_WHAT THIS TASK INVOLVES_:
The response must restate the data exactly, with nothing left out.
=== PROVIDED RECORDS ===
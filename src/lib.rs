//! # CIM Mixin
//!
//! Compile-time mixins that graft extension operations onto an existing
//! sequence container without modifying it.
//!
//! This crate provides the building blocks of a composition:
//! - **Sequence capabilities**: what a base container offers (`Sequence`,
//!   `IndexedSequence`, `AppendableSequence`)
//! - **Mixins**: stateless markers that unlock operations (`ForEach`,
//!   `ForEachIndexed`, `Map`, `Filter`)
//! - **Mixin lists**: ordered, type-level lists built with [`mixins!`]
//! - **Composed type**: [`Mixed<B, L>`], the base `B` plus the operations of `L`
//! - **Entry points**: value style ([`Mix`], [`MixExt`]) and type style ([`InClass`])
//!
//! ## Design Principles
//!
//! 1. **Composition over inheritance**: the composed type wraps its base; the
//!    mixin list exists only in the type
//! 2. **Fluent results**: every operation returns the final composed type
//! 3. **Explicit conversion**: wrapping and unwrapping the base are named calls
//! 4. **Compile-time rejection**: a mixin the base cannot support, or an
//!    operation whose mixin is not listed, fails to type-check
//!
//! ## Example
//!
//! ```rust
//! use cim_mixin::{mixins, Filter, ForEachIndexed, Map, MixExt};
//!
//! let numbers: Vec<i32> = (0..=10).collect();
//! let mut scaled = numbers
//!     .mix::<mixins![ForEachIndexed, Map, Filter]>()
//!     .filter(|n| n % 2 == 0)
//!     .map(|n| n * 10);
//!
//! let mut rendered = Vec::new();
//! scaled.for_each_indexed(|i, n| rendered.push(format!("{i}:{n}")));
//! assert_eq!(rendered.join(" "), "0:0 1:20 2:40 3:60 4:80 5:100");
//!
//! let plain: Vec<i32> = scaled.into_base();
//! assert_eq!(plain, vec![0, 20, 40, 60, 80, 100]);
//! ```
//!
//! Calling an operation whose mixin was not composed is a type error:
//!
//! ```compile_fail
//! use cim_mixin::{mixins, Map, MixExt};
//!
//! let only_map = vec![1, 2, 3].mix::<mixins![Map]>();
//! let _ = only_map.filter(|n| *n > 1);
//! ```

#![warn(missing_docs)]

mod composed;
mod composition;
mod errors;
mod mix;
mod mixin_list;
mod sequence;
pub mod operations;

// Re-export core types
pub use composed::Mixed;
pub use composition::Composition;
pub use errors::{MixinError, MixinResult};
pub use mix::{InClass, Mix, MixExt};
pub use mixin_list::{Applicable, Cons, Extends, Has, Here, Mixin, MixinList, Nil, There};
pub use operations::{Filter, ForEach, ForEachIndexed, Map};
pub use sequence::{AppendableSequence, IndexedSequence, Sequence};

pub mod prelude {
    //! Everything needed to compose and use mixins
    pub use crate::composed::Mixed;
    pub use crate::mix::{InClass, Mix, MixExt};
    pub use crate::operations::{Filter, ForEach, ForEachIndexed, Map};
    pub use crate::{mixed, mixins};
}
===
_TASK SOLUTION_:
filename src/lib.rs
//! # CIM Mixin
//!
//! Compile-time mixins that graft extension operations onto an existing
//! sequence container without modifying it.
//!
//! This crate provides the building blocks of a composition:
//! - **Sequence capabilities**: what a base container offers (`Sequence`,
//!   `IndexedSequence`, `AppendableSequence`)
//! - **Mixins**: stateless markers that unlock operations (`ForEach`,
//!   `ForEachIndexed`, `Map`, `Filter`)
//! - **Mixin lists**: ordered, type-level lists built with [`mixins!`]
//! - **Composed type**: [`Mixed<B, L>`], the base `B` plus the operations of `L`
//! - **Entry points**: value style ([`Mix`], [`MixExt`]) and type style ([`InClass`])
//!
//! ## Design Principles
//!
//! 1. **Composition over inheritance**: the composed type wraps its base; the
//!    mixin list exists only in the type
//! 2. **Fluent results**: every operation returns the final composed type
//! 3. **Explicit conversion**: wrapping and unwrapping the base are named calls
//! 4. **Compile-time rejection**: a mixin the base cannot support, or an
//!    operation whose mixin is not listed, fails to type-check
//!
//! ## Example
//!
//! ```rust
//! use cim_mixin::{mixins, Filter, ForEachIndexed, Map, MixExt};
//!
//! let numbers: Vec<i32> = (0..=10).collect();
//! let mut scaled = numbers
//!     .mix::<mixins![ForEachIndexed, Map, Filter]>()
//!     .filter(|n| n % 2 == 0)
//!     .map(|n| n * 10);
//!
//! let mut rendered = Vec::new();
//! scaled.for_each_indexed(|i, n| rendered.push(format!("{i}:{n}")));
//! assert_eq!(rendered.join(" "), "0:0 1:20 2:40 3:60 4:80 5:100");
//!
//! let plain: Vec<i32> = scaled.into_base();
//! assert_eq!(plain, vec![0, 20, 40, 60, 80, 100]);
//! ```
//!
//! Calling an operation whose mixin was not composed is a type error:
//!
//! ```compile_fail
//! use cim_mixin::{mixins, Map, MixExt};
//!
//! let only_map = vec![1, 2, 3].mix::<mixins![Map]>();
//! let _ = only_map.filter(|n| *n > 1);
//! ```

#![warn(missing_docs)]

mod composed;
mod composition;
mod errors;
mod mix;
mod mixin_list;
mod sequence;
pub mod operations;

// Re-export core types
pub use composed::Mixed;
pub use composition::Composition;
pub use errors::{MixinError, MixinResult};
pub use mix::{InClass, Mix, MixExt};
pub use mixin_list::{Applicable, Cons, Extends, Has, Here, Mixin, MixinList, Nil, There};
pub use operations::{Filter, ForEach, ForEachIndexed, Map};
pub use sequence::{AppendableSequence, IndexedSequence, Sequence};

pub mod prelude {
    //! Everything needed to compose and use mixins
    pub use crate::composed::Mixed;
    pub use crate::mix::{InClass, Mix, MixExt};
    pub use crate::operations::{Filter, ForEach, ForEachIndexed, Map};
    pub use crate::{mixed, mixins};
}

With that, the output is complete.